New federal law in the works that would limit police spying on journalists
A bill tabled by Senator Claude Carignan could become law by the end of the summer
Federal legislation that could become law by the end of the summer will make it more difficult for police to place journalists under surveillance.
The bill, drafted by Conservative Senator Claude Carignan, would effectively bring an end to police using the tactic to identify confidential sources of information that is embarrassing to politicians and other public officials.
"It is probably the biggest step for the free press since the adoption of the Charter of Rights in 1982," Carignan told CBC News.
A public inquiry into the surveillance of journalists by Quebec police is currently underway in Montreal. It heard testimony earlier this month that police tracked the cellphone data of a journalist from La Presse after Montreal Mayor Denis Coderre became upset that someone leaked one of his old traffic tickets.
The mayor denied ordering an investigation into the leak.
Montreal police, nevertheless, responded by launching an internal affairs probe the following day, during which La Presse journalist Patrick Lagacé came under surveillance.
Carignan's bill would ensure police could only spy on journalists if there was an overriding public interest in identifying their sources, and if they had no other means of discovering that information.

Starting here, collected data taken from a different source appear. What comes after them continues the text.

mod assign;

mod iter;
pub use iter::Iter;

mod layout;

mod reshape;

mod scalar;
pub use scalar::Scalar;

mod traverse;

use core::{fmt, iter::FromIterator, ptr::NonNull};
use std::rc::Rc;

use crate::{
    shape,
    storage::{self, SharedBuffer},
    ArrayIndex, Order, Result, ShapeError,
};

/// A strided view of elements in a shared buffer.
///
/// Exactly one array per buffer carries the owner flag; every other array
/// over the same buffer is a borrowing view. All of them hold a keep-alive
/// handle, so the buffer is released once, when the last of them is
/// dropped.
///
/// Arrays are single-threaded: views may alias and are written through raw
/// pointers, so `Array` is neither `Send` nor `Sync`.
pub struct Array<T> {
    ptr: NonNull<T>,
    len: usize,
    shape: Vec<usize>,
    strides: Vec<isize>,
    storage: SharedBuffer<T>,
    owns_data: bool,
}

impl<T> Array<T> {
    fn from_parts(
        storage: SharedBuffer<T>,
        ptr: NonNull<T>,
        shape: Vec<usize>,
        strides: Vec<isize>,
        owns_data: bool,
    ) -> Self {
        debug_assert_eq!(shape.len(), strides.len());
        debug_assert!(storage.contains(ptr.as_ptr()));

        Self {
            len: shape::data_len(&shape, &strides),
            ptr,
            shape,
            strides,
            storage,
            owns_data,
        }
    }

    fn from_buffer(data: Vec<T>, shape: &[usize], order: Order) -> Self {
        debug_assert_eq!(data.len(), shape.iter().product::<usize>());

        let storage = storage::share(data);
        let ptr = storage.as_non_null();
        Self::from_parts(
            storage,
            ptr,
            shape.to_vec(),
            order.contiguous_strides(shape),
            true,
        )
    }

    /// A borrowing array over the same elements as `other`.
    ///
    /// The view holds the buffer directly, so views of views never form a
    /// chain back to the owner.
    pub fn view_of(other: &Array<T>) -> Self {
        Self {
            ptr: other.ptr,
            len: other.len,
            shape: other.shape.clone(),
            strides: other.strides.clone(),
            storage: Rc::clone(&other.storage),
            owns_data: false,
        }
    }

    /// Moves the owner flag from `donor` to `self`.
    ///
    /// # Panics
    ///
    /// Panics unless `self` is borrowing, `donor` is owning, and both use
    /// the same buffer.
    pub fn steal(&mut self, donor: &mut Array<T>) {
        assert!(!self.owns_data, "cannot steal into an array that owns its data");
        assert!(donor.owns_data, "cannot steal from an array that does not own its data");
        assert!(
            Rc::ptr_eq(&self.storage, &donor.storage),
            "cannot steal ownership of an unrelated buffer"
        );

        self.owns_data = true;
        donor.owns_data = false;
    }

    pub fn owns_data(&self) -> bool {
        self.owns_data
    }

    pub fn shape(&self) -> &[usize] {
        &self.shape
    }

    pub fn strides(&self) -> &[isize] {
        &self.strides
    }

    pub fn ndims(&self) -> usize {
        self.shape.len()
    }

    pub fn effective_ndims(&self) -> usize {
        shape::effective_ndims(&self.shape)
    }

    /// Number of elements; `0` for arrays whose effective dimensionality is
    /// zero.
    pub fn len(&self) -> usize {
        if self.effective_ndims() == 0 {
            0
        } else {
            shape::element_count(&self.shape)
        }
    }

    pub fn is_empty(&self) -> bool {
        self.len() == 0
    }

    /// Number of buffer slots reachable from [`as_ptr`](Self::as_ptr).
    pub fn data_len(&self) -> usize {
        self.len
    }

    /// Size of the whole underlying allocation.
    pub fn storage_len(&self) -> usize {
        self.storage.len()
    }

    /// Address of the first element. Valid for `data_len()` slots at the
    /// array's strides while the array is alive.
    pub fn as_ptr(&self) -> *const T {
        self.ptr.as_ptr()
    }

    /// Mutable counterpart of [`as_ptr`](Self::as_ptr). Writes are visible
    /// through every array sharing the buffer.
    pub fn as_mut_ptr(&mut self) -> *mut T {
        self.ptr.as_ptr()
    }

    fn element_ptr(&self, indices: &[usize]) -> *mut T {
        let offset = shape::flat_index(&self.shape, &self.strides, indices);
        for (axis, (&index, &dim)) in indices.iter().zip(&self.shape).enumerate() {
            assert!(
                index < dim,
                "index {} is out of bounds for axis {} with size {}",
                index,
                axis,
                dim,
            );
        }
        // SAFETY: every index is in bounds, so the offset stays inside the
        // reachable range of the buffer.
        unsafe { self.ptr.as_ptr().offset(offset) }
    }

    /// Moves the data pointer by `offset` elements.
    ///
    /// Only valid while the array holds at least one element.
    fn advance(&mut self, offset: isize) {
        debug_assert!(!self.shape.contains(&0));
        // SAFETY: callers derive `offset` from an in-bounds selection of an
        // array with at least one element, so the result points at an element
        // of the allocation and is non-null.
        self.ptr = unsafe { NonNull::new_unchecked(self.ptr.as_ptr().offset(offset)) };
    }

    /// Applies `index` to `axis` in place. Returns whether the axis is kept.
    pub(crate) fn select_axis(&mut self, axis: usize, index: &ArrayIndex) -> bool {
        let selection = index.select(axis, self.shape[axis], self.strides[axis]);
        // With a zero extent anywhere no element is reachable, and the buffer
        // may have no slots to move into.
        if !self.shape.contains(&0) {
            self.advance(selection.offset);
        }
        let kept = match selection.axis {
            Some((dim, stride)) => {
                self.shape[axis] = dim;
                self.strides[axis] = stride;
                true
            }
            None => {
                self.shape.remove(axis);
                self.strides.remove(axis);
                false
            }
        };
        self.len = shape::data_len(&self.shape, &self.strides);
        kept
    }

    /// Borrowing view of position `index` along axis 0.
    pub(crate) fn index_axis0(&self, index: usize) -> Array<T> {
        let mut out = Array::view_of(self);
        out.select_axis(0, &ArrayIndex::Index(index));
        out
    }

    /// Non-owning view selected by one [`ArrayIndex`] per leading axis.
    /// Axes without a selection keep their full extent.
    ///
    /// # Panics
    ///
    /// Panics if there are more selections than axes or an index is out of
    /// bounds.
    pub fn slice<I>(&self, info: I) -> Array<T>
    where
        I: AsRef<[ArrayIndex]>,
    {
        let indices = info.as_ref();
        let n_dims = self.ndims();
        assert!(
            indices.len() <= n_dims,
            "too many indices for array: array is {}-dimensional, but {} were indexed",
            n_dims,
            indices.len(),
        );

        let mut out = Array::view_of(self);
        let mut axis = 0;
        for index in indices {
            if out.select_axis(axis, index) {
                axis += 1;
            }
        }
        out
    }

    /// Reorders the axes without moving data: axis `i` of the result is axis
    /// `axes[i]` of `self`.
    ///
    /// # Panics
    ///
    /// Panics if `axes` is not a permutation of `0..self.ndims()`.
    pub fn permuted_axes(&self, axes: &[usize]) -> Array<T> {
        let n_dims = self.ndims();
        assert_eq!(axes.len(), n_dims, "axes don't match array");
        let mut seen = vec![false; n_dims];
        for &axis in axes {
            assert!(
                axis < n_dims,
                "axis {} is out of bounds for array of dimension {}",
                axis,
                n_dims
            );
            assert!(!seen[axis], "repeated axis in permutation");
            seen[axis] = true;
        }

        let mut out = Array::view_of(self);
        out.shape = axes.iter().map(|&axis| self.shape[axis]).collect();
        out.strides = axes.iter().map(|&axis| self.strides[axis]).collect();
        out
    }

    pub fn transpose(&self) -> Array<T> {
        let axes = (0..self.ndims()).rev().collect::<Vec<_>>();
        self.permuted_axes(&axes)
    }
}

impl<T> Array<T>
where
    T: Scalar,
{
    /// Owning one-dimensional array of `len` elements. The contents are
    /// unspecified by contract; this implementation zero-fills them.
    pub fn allocate(len: usize) -> Self {
        Self::allocate_with_shape(&[len], Order::RowMajor)
    }

    pub fn allocate_with_shape(shape: &[usize], order: Order) -> Self {
        Self::zeros(shape, order)
    }

    pub fn zeros(shape: &[usize], order: Order) -> Self {
        let len = shape.iter().product();
        Self::from_buffer(vec![T::zero(); len], shape, order)
    }

    pub fn ones(shape: &[usize], order: Order) -> Self {
        let len = shape.iter().product();
        Self::from_buffer(vec![T::one(); len], shape, order)
    }

    /// Builds an array from elements listed in row-major index order,
    /// stored in `order`.
    pub fn from_shape_vec(shape: &[usize], data: Vec<T>, order: Order) -> Result<Self> {
        let len = shape.iter().product::<usize>();
        if data.len() != len {
            return Err(ShapeError::IncompatibleShape {
                len: data.len(),
                to: shape.to_vec(),
            }
            .into());
        }

        let src = Self::from_buffer(data, shape, Order::RowMajor);
        match order {
            Order::RowMajor => Ok(src),
            Order::ColumnMajor => {
                let mut dst = Self::allocate_with_shape(shape, order);
                src.copy_to(&mut dst);
                Ok(dst)
            }
        }
    }

    /// Two-dimensional array from equally long rows.
    ///
    /// # Panics
    ///
    /// Panics if the rows differ in length.
    pub fn from_rows<R>(rows: &[R], order: Order) -> Self
    where
        R: AsRef<[T]>,
    {
        let cols = rows.first().map_or(0, |row| row.as_ref().len());
        let mut data = Vec::with_capacity(rows.len() * cols);
        for (i, row) in rows.iter().enumerate() {
            let row = row.as_ref();
            assert_eq!(
                row.len(),
                cols,
                "row {} has {} elements, expected {}",
                i,
                row.len(),
                cols
            );
            data.extend_from_slice(row);
        }

        let src = Self::from_buffer(data, &[rows.len(), cols], Order::RowMajor);
        match order {
            Order::RowMajor => src,
            Order::ColumnMajor => {
                let mut dst = Self::allocate_with_shape(src.shape(), order);
                src.copy_to(&mut dst);
                dst
            }
        }
    }

    /// `start, start + 1, ...` up to but excluding `end`.
    pub fn range(start: T, end: T) -> Self
    where
        T: PartialOrd,
    {
        let mut data = Vec::new();
        let mut x = start;
        while x < end {
            data.push(x);
            x = x + T::one();
        }
        Self::from(data)
    }

    /// Owning array with the same elements as `other`, in `other`'s storage
    /// order if it is contiguous and row-major otherwise.
    ///
    /// A zero-dimensional `other` counts as empty, like in every bulk
    /// operation: the copy gets a fresh element rather than `other`'s one,
    /// and still compares equal to it.
    pub fn copy_of(other: &Array<T>) -> Self {
        let order = other.contiguous_order().unwrap_or_default();
        let mut out = Self::allocate_with_shape(&other.shape, order);
        other.copy_to(&mut out);
        out
    }

    /// Element at `indices`.
    ///
    /// `get(&[])` reads the element of a zero-dimensional array, which bulk
    /// operations such as [`copy_of`](Self::copy_of), [`to_vec`](Self::to_vec)
    /// and reductions treat as empty.
    ///
    /// # Panics
    ///
    /// Panics if the number of indices differs from the number of axes or an
    /// index is out of bounds.
    pub fn get(&self, indices: &[usize]) -> T {
        let ptr = self.element_ptr(indices);
        // SAFETY: `element_ptr` checked the indices.
        unsafe { ptr.read() }
    }

    /// # Panics
    ///
    /// Panics under the same conditions as [`get`](Self::get).
    pub fn set(&mut self, indices: &[usize], value: T) {
        let ptr = self.element_ptr(indices);
        // SAFETY: `element_ptr` checked the indices.
        unsafe { ptr.write(value) }
    }

    /// Elements in logical row-major order.
    pub fn to_vec(&self) -> Vec<T> {
        self.iter().collect()
    }

    /// The reachable memory region `[as_ptr(), as_ptr() + data_len())` in
    /// memory order. For a contiguous array these are exactly its elements.
    pub fn data_array(&self) -> Vec<T> {
        (0..self.len)
            // SAFETY: `len` never exceeds the reachable part of the buffer.
            .map(|i| unsafe { self.ptr.as_ptr().add(i).read() })
            .collect()
    }
}

impl<T> Clone for Array<T>
where
    T: Scalar,
{
    /// Deep copy; the clone owns a fresh buffer.
    fn clone(&self) -> Self {
        Self::copy_of(self)
    }
}

impl<T> fmt::Debug for Array<T>
where
    T: Copy + fmt::Debug,
{
    fn fmt(&self, f: &mut fmt::Formatter<'_>) -> fmt::Result {
        f.debug_struct("Array")
            .field("shape", &self.shape)
            .field("strides", &self.strides)
            .field("owns_data", &self.owns_data)
            .field("data", &self.iter().collect::<Vec<_>>())
            .finish()
    }
}

impl<T> From<Vec<T>> for Array<T> {
    fn from(data: Vec<T>) -> Self {
        let len = data.len();
        Self::from_buffer(data, &[len], Order::RowMajor)
    }
}

impl<T> FromIterator<T> for Array<T> {
    fn from_iter<I: IntoIterator<Item = T>>(iter: I) -> Self {
        Self::from(iter.into_iter().collect::<Vec<_>>())
    }
}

The Quebec senator is following the proceedings of the inquiry, which is examining at least 10 instances when police in the province spied on journalists in recent years.

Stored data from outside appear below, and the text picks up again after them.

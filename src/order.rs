/// Storage order of a contiguous block.
#[derive(Clone, Copy, Debug, Default, Eq, Hash, PartialEq)]
pub enum Order {
    /// Last axis varies fastest.
    #[default]
    RowMajor,
    /// First axis varies fastest.
    ColumnMajor,
}

impl Order {
    /// Writes the contiguous strides of `shape` into `strides`, starting
    /// from `base_stride` at the fastest-varying axis. Zero extents count as
    /// one so they do not collapse the strides of their neighbours.
    pub fn convert_shape_to_strides(
        self,
        shape: &[usize],
        base_stride: isize,
        strides: &mut [isize],
    ) {
        debug_assert_eq!(shape.len(), strides.len());

        let pairs = strides.iter_mut().zip(shape.iter());
        let step = |acc: isize, (stride, &dim): (&mut isize, &usize)| {
            *stride = acc;
            acc * (dim as isize).max(1)
        };
        match self {
            Self::RowMajor => {
                pairs.rfold(base_stride, step);
            }
            Self::ColumnMajor => {
                pairs.fold(base_stride, step);
            }
        }
    }

    pub fn contiguous_strides(self, shape: &[usize]) -> Vec<isize> {
        let mut strides = vec![0; shape.len()];
        self.convert_shape_to_strides(shape, 1, &mut strides);
        strides
    }

    pub fn is_contiguous(self, shape: &[usize], strides: &[isize]) -> bool {
        if shape.len() != strides.len() {
            return false;
        }

        let mut expected = 1_isize;
        let mut check = |(&dim, &stride): (&usize, &isize)| {
            let ok = stride == expected;
            expected *= (dim as isize).max(1);
            ok
        };
        match self {
            Self::RowMajor => shape.iter().zip(strides).rev().all(&mut check),
            Self::ColumnMajor => shape.iter().zip(strides).all(&mut check),
        }
    }

    pub fn name(self) -> &'static str {
        match self {
            Self::RowMajor => "row major",
            Self::ColumnMajor => "column major",
        }
    }
}

#[cfg(test)]
mod tests {
    use super::Order;

    #[test]
    fn check_whether_data_is_contiguous_with_c_order() {
        assert!(Order::RowMajor.is_contiguous(&[2, 3, 4], &[12, 4, 1]));
        assert!(!Order::RowMajor.is_contiguous(&[2, 3, 4], &[12, -4, 1]));
        assert!(!Order::RowMajor.is_contiguous(&[2, 3, 4], &[1, 2, 6]));
        assert!(Order::RowMajor.is_contiguous(&[], &[]));
    }

    #[test]
    fn check_whether_data_is_contiguous_with_f_order() {
        assert!(Order::ColumnMajor.is_contiguous(&[2, 3, 4], &[1, 2, 6]));
        assert!(!Order::ColumnMajor.is_contiguous(&[2, 3, 4], &[1, -2, 6]));
        assert!(!Order::ColumnMajor.is_contiguous(&[2, 3, 4], &[12, 4, 1]));
    }

    #[test]
    fn convert_shape_to_stride_with_c_order() {
        assert_eq!(Order::RowMajor.contiguous_strides(&[2, 3, 4]), [12, 4, 1]);
        assert_eq!(Order::RowMajor.contiguous_strides(&[2, 0, 4]), [4, 4, 1]);
    }

    #[test]
    fn convert_shape_to_stride_with_f_order() {
        assert_eq!(Order::ColumnMajor.contiguous_strides(&[2, 3, 4]), [1, 2, 6]);
        assert_eq!(Order::ColumnMajor.contiguous_strides(&[2, 0, 4]), [1, 2, 2]);
    }

    #[test]
    fn convert_shape_with_base_stride() {
        let mut strides = [0_isize; 2];
        Order::RowMajor.convert_shape_to_strides(&[3, 4], 2, &mut strides);

        assert_eq!(strides, [8, 2]);
    }

    #[test]
    fn default_order_is_row_major() {
        assert_eq!(Order::default(), Order::RowMajor);
        assert_eq!(Order::ColumnMajor.name(), "column major");
    }
}
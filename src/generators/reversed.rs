//! Descending input: the worst case for most quadratic algorithms.

use super::InputGenerator;

/// Produces `[size, size - 1, ..., 1]`.
pub struct Reversed;

impl InputGenerator for Reversed {
    fn name(&self) -> &'static str {
        "Reversed"
    }

    fn generate(&self, size: usize) -> Vec<i32> {
        (1..=size).rev().map(|v| v as i32).collect()
    }
}

#[cfg(test)]
mod tests {
    use super::*;

    #[test]
    fn test_reversed_counts_down_by_one() {
        let data = Reversed.generate(10_000);
        assert_eq!(data[0], 10_000);
        assert_eq!(data[9_999], 1);
        assert!(data.windows(2).all(|w| w[0] - 1 == w[1]));
    }
}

He said, based on the evidence he's heard so far, none of those case would meet the new standard set out in his bill — "I can't imagine ... that a judge would authorize a warrant with the same facts."
Bill gains government support
It is unusual for a private member's bill, let alone one that begins life in the Senate, as Carignan's did, to become law.
Carignan tabled the bill in November after it became apparent that the surveillance of journalists was more widespread than initially thought.
On Friday, as the bill underwent its second reading in the House, the governing Liberals announced they would support it, provided a number of amendments were made.
The amendments are largely technical, and have Carignan's support. Marco Mendicino, parliamentary secretary to the justice minister, said the government was alarmed at the frequency with which Quebec police resort to the tactic.
"It is clear that such conduct is profoundly troubling, as it has a potential chilling effect on the willingness of whistleblowers to come forward with their stories," Mendicino told the House.
The bill will now be studied by the Commons public safety committee. Given that it enjoys cross-party support (the NDP is also onboard), it could receive assent before the House rises for the summer. If not, it's passage will be delayed until the fall.
Either way, it appears inevitable at this stage that the bill will become law, which would dramatically alter relations between media, law enforcement and elected officials.
"I hope that it will be enforced as soon as possible," Carignan said.
Leaks part of public life
Along with raising the bar for securing court approval for wiretapping journalists, the bill would force police to seek warrants from higher-court justices, as opposed to justices of the peace, as is the case currently in Quebec.
Moreover, any information gathered from an authorized surveillance operation would automatically be sealed. Media organizations would then be given a chance to plead before a judge to keep the information out of police hands.
The Liberal amendments seek to have these protections suspended in the event a journalist is themselves suspected of wrongdoing.
Similar legislation exists in several other Western democracies. Carignan said his bill would allow Canada to catch up in terms of press freedom.
As the former mayor of Saint-Eustache, a suburb of Montreal, Carignan has himself been the subject of leaks, and knows they can be politically damaging.
"But that's part of public life," he said. "At the end of the day, it's up to Canadians to decide whether the information is something that will influence their choice in the next election."